Task instructions:
The answer should consist of every line in the material below that has the word "format".

Provided data:
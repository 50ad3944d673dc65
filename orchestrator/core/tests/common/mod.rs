// Copyright (c) 2026 100monkeys.ai
// SPDX-License-Identifier: AGPL-3.0

//! In-memory container runtime shared by the integration tests.

#![allow(dead_code)]

use async_trait::async_trait;
use minions_orchestrator_core::domain::node_config::NodeConfig;
use minions_orchestrator_core::domain::runtime::{
    BuildOutput, ContainerId, ContainerRuntime, ContainerSpec, ContainerState, ContainerStatus, RuntimeError,
};
use std::collections::{HashMap, HashSet};
use std::path::Path;
use std::sync::Mutex;
use std::time::Duration;

pub const SENTIMENT_AGENT: &str = r#"
import gradio as gr

def predict(text):
    return "POSITIVE" if "good" in text else "NEGATIVE"

demo = gr.Interface(fn=predict, inputs="text", outputs="text")

if __name__ == "__main__":
    demo.launch()
"#;

pub const NO_INTERFACE_AGENT: &str = "import gradio as gr\n\ndef predict(text):\n    return text\n";

/// Structurally valid, but the wrapper's `predict` call has nothing to call
pub const NO_PREDICT_AGENT: &str = r#"
import gradio as gr

def classify(text):
    return text.upper()

demo = gr.Interface(fn=classify, inputs="text", outputs="text")
"#;

#[derive(Debug, Clone)]
pub struct FakeContainer {
    pub name: String,
    pub image: String,
    pub spec: ContainerSpec,
    pub status: ContainerStatus,
    pub host_port: Option<u16>,
    pub exit_code: Option<i64>,
}

#[derive(Default)]
struct FakeState {
    images: HashSet<String>,
    containers: HashMap<ContainerId, FakeContainer>,
    next_id: u32,
    next_port: u16,
    build_failures: HashSet<String>,
    exiting_images: HashSet<String>,
    stop_failures: HashSet<String>,
    unavailable: bool,
    builds: u32,
    /// Inspections that report no bound port yet
    unbound_polls: u32,
}

pub struct FakeRuntime {
    state: Mutex<FakeState>,
    build_delay: Duration,
    fixed_port: Option<u16>,
}

impl FakeRuntime {
    pub fn new() -> Self {
        Self {
            state: Mutex::new(FakeState {
                next_port: 49000,
                ..FakeState::default()
            }),
            build_delay: Duration::ZERO,
            fixed_port: None,
        }
    }

    pub fn with_build_delay(mut self, delay: Duration) -> Self {
        self.build_delay = delay;
        self
    }

    /// Every container reports this host port (e.g. a mock HTTP server)
    pub fn with_fixed_port(mut self, port: u16) -> Self {
        self.fixed_port = Some(port);
        self
    }

    pub fn fail_builds_of(&self, image: &str) {
        self.state.lock().unwrap().build_failures.insert(image.to_string());
    }

    pub fn exit_on_start(&self, image: &str) {
        self.state.lock().unwrap().exiting_images.insert(image.to_string());
    }

    pub fn fail_stops_of(&self, container_name: &str) {
        self.state.lock().unwrap().stop_failures.insert(container_name.to_string());
    }

    pub fn allow_stops_of(&self, container_name: &str) {
        self.state.lock().unwrap().stop_failures.remove(container_name);
    }

    pub fn set_unavailable(&self, unavailable: bool) {
        self.state.lock().unwrap().unavailable = unavailable;
    }

    pub fn delay_port_binding(&self, polls: u32) {
        self.state.lock().unwrap().unbound_polls = polls;
    }

    /// Simulate the container dying on its own
    pub fn crash(&self, name: &str, exit_code: i64) {
        let mut state = self.state.lock().unwrap();
        for container in state.containers.values_mut().filter(|c| c.name == name) {
            container.status = ContainerStatus::Exited;
            container.exit_code = Some(exit_code);
        }
    }

    pub fn forget_container(&self, name: &str) {
        self.state.lock().unwrap().containers.retain(|_, c| c.name != name);
    }

    pub fn container_named(&self, name: &str) -> Option<FakeContainer> {
        self.state
            .lock()
            .unwrap()
            .containers
            .values()
            .find(|c| c.name == name)
            .cloned()
    }

    pub fn container_count(&self) -> usize {
        self.state.lock().unwrap().containers.len()
    }

    pub fn has_image(&self, image: &str) -> bool {
        self.state.lock().unwrap().images.contains(image)
    }

    pub fn image_count(&self) -> usize {
        self.state.lock().unwrap().images.len()
    }

    pub fn build_count(&self) -> u32 {
        self.state.lock().unwrap().builds
    }

    fn check_available(&self) -> Result<(), RuntimeError> {
        if self.state.lock().unwrap().unavailable {
            return Err(RuntimeError::Unavailable("connection refused".to_string()));
        }
        Ok(())
    }
}

#[async_trait]
impl ContainerRuntime for FakeRuntime {
    async fn build_image(&self, tag: &str, context: Vec<u8>) -> Result<BuildOutput, RuntimeError> {
        self.check_available()?;
        assert!(!context.is_empty(), "build context archive must not be empty");
        if !self.build_delay.is_zero() {
            tokio::time::sleep(self.build_delay).await;
        }

        let mut state = self.state.lock().unwrap();
        state.builds += 1;
        if state.build_failures.contains(tag) {
            return Err(RuntimeError::BuildFailed {
                message: "The command '/bin/sh -c pip install --no-cache-dir -r requirements.txt' returned a non-zero code: 1".to_string(),
                log: "Step 4/8 : RUN pip install --no-cache-dir -r requirements.txt\nERROR: No matching distribution found for nonexistent-package\n".to_string(),
            });
        }
        state.images.insert(tag.to_string());
        Ok(BuildOutput {
            log: "Successfully built".to_string(),
        })
    }

    async fn remove_image(&self, tag: &str) -> Result<(), RuntimeError> {
        self.check_available()?;
        self.state.lock().unwrap().images.remove(tag);
        Ok(())
    }

    async fn create_container(&self, spec: &ContainerSpec) -> Result<ContainerId, RuntimeError> {
        self.check_available()?;
        let mut state = self.state.lock().unwrap();
        if !state.images.contains(&spec.image) {
            return Err(RuntimeError::SpawnFailed(format!("No such image: {}", spec.image)));
        }
        if state.containers.values().any(|c| c.name == spec.name) {
            return Err(RuntimeError::SpawnFailed(format!(
                "Conflict. The container name \"/{}\" is already in use",
                spec.name
            )));
        }

        state.next_id += 1;
        let id = ContainerId::new(format!("fake-{:04}", state.next_id));
        state.containers.insert(
            id.clone(),
            FakeContainer {
                name: spec.name.clone(),
                image: spec.image.clone(),
                spec: spec.clone(),
                status: ContainerStatus::Created,
                host_port: None,
                exit_code: None,
            },
        );
        Ok(id)
    }

    async fn start_container(&self, id: &ContainerId) -> Result<(), RuntimeError> {
        self.check_available()?;
        let mut state = self.state.lock().unwrap();
        let port = match self.fixed_port {
            Some(port) => port,
            None => {
                state.next_port += 1;
                state.next_port
            }
        };
        let exits = {
            let container = state
                .containers
                .get(id)
                .ok_or_else(|| RuntimeError::InstanceNotFound(id.to_string()))?;
            state.exiting_images.contains(&container.image)
        };

        let container = state
            .containers
            .get_mut(id)
            .ok_or_else(|| RuntimeError::InstanceNotFound(id.to_string()))?;
        if exits {
            container.status = ContainerStatus::Exited;
            container.exit_code = Some(1);
        } else {
            container.status = ContainerStatus::Running;
            container.host_port = Some(port);
        }
        Ok(())
    }

    async fn inspect_container(&self, id: &ContainerId) -> Result<ContainerState, RuntimeError> {
        self.check_available()?;
        let mut state = self.state.lock().unwrap();
        let unbound = if state.unbound_polls > 0 {
            state.unbound_polls -= 1;
            true
        } else {
            false
        };

        let container = state
            .containers
            .get(id)
            .ok_or_else(|| RuntimeError::InstanceNotFound(id.to_string()))?;
        Ok(ContainerState {
            status: container.status,
            exit_code: container.exit_code,
            oom_killed: false,
            host_port: if unbound { None } else { container.host_port },
        })
    }

    async fn container_logs(&self, id: &ContainerId, _tail: usize) -> Result<String, RuntimeError> {
        self.check_available()?;
        let state = self.state.lock().unwrap();
        if !state.containers.contains_key(id) {
            return Err(RuntimeError::InstanceNotFound(id.to_string()));
        }
        Ok("Traceback (most recent call last):\nModuleNotFoundError: No module named 'torch'\n".to_string())
    }

    async fn stop_and_remove(&self, id: &ContainerId, _grace_secs: u32) -> Result<(), RuntimeError> {
        self.check_available()?;
        let mut state = self.state.lock().unwrap();
        // Containers are addressable by id or by name
        let key = state
            .containers
            .iter()
            .find(|(cid, c)| *cid == id || c.name == id.as_str())
            .map(|(cid, c)| (cid.clone(), c.name.clone()));

        match key {
            Some((_, name)) if state.stop_failures.contains(&name) => {
                Err(RuntimeError::TerminationFailed(format!("cannot stop {}: device busy", name)))
            }
            Some((cid, _)) => {
                state.containers.remove(&cid);
                Ok(())
            }
            None => Ok(()),
        }
    }
}

/// Defaults with a private workspace and short timeouts
pub fn test_config(workspace: &Path) -> NodeConfig {
    let mut config = NodeConfig::default();
    config.runtime.workspace_dir = workspace.to_path_buf();
    config.runtime.public_host = "127.0.0.1".to_string();
    config.timeouts.build_seconds = 5;
    config.timeouts.start_seconds = 5;
    config.timeouts.predict_seconds = 5;
    config
}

Answer:
            return Err(RuntimeError::SpawnFailed(format!("No such image: {}", spec.image)));
            return Err(RuntimeError::SpawnFailed(format!(
        let id = ContainerId::new(format!("fake-{:04}", state.next_id));
                Err(RuntimeError::TerminationFailed(format!("cannot stop {}: device busy", name)))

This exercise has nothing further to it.